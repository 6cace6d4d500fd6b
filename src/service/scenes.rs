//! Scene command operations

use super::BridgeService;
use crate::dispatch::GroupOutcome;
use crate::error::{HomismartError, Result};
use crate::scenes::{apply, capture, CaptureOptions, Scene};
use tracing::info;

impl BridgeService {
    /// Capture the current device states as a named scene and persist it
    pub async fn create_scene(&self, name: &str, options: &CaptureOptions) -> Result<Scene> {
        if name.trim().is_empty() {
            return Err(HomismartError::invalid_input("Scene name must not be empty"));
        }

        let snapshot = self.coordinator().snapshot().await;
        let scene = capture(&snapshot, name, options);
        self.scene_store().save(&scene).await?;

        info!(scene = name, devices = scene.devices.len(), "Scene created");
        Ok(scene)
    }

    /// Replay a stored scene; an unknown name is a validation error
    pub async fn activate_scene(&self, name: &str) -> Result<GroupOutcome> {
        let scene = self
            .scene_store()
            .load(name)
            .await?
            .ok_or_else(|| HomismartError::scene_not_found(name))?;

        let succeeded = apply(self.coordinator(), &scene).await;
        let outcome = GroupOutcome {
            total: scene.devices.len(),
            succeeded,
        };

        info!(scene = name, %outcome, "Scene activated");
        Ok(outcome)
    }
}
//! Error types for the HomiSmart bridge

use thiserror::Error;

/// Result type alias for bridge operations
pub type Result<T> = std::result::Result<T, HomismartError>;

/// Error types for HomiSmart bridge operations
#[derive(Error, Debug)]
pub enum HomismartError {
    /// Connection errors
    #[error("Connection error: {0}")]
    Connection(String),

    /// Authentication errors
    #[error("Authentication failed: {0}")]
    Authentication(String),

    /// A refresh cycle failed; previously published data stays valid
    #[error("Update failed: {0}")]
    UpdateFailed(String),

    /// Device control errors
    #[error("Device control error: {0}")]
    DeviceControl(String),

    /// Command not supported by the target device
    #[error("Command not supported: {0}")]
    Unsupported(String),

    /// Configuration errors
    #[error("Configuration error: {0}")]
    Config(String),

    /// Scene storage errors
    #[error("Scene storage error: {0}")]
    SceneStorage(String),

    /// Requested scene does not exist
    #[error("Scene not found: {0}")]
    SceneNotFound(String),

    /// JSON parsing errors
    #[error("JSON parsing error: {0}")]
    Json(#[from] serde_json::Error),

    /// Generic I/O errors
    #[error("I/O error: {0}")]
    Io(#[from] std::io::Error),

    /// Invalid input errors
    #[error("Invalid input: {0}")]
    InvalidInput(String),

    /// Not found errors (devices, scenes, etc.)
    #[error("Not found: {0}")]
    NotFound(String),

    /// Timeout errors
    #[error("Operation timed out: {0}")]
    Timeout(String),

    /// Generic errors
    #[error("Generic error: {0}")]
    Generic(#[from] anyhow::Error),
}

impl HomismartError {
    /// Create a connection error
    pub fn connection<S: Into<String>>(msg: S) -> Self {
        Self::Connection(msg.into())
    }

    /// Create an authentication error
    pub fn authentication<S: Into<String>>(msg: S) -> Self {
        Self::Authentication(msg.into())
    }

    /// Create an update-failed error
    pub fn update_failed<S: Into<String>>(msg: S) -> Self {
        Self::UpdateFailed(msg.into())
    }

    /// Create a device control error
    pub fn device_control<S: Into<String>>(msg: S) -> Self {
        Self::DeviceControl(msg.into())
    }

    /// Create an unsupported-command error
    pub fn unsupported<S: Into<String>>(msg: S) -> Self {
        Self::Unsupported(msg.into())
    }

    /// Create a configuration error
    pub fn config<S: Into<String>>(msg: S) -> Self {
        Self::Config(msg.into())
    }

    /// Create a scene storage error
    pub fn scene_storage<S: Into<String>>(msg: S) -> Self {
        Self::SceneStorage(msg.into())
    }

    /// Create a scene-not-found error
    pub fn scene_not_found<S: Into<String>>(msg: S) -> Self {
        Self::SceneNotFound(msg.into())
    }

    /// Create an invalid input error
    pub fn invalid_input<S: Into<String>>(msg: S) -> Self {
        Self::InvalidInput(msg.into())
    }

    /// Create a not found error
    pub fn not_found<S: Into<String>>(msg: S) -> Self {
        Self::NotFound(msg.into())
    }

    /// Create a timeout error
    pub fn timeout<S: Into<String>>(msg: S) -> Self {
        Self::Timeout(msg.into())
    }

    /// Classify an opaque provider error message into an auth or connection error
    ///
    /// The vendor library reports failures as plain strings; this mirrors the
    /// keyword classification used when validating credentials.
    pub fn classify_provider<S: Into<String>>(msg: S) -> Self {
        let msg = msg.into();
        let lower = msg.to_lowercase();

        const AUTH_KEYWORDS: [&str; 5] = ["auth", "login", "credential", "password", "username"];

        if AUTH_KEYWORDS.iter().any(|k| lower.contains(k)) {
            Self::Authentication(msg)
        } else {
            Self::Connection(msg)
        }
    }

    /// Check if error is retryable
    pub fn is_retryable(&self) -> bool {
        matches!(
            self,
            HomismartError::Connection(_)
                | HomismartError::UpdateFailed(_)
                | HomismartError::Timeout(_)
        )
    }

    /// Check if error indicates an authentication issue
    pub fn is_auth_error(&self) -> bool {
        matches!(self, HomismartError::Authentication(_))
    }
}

——————

● **THE TASK**
Only the lines holding the word "coordinator" belong in the answer; copy them from the listing above.

● **TASK RESPONSE**
        let snapshot = self.coordinator().snapshot().await;
        let succeeded = apply(self.coordinator(), &scene).await;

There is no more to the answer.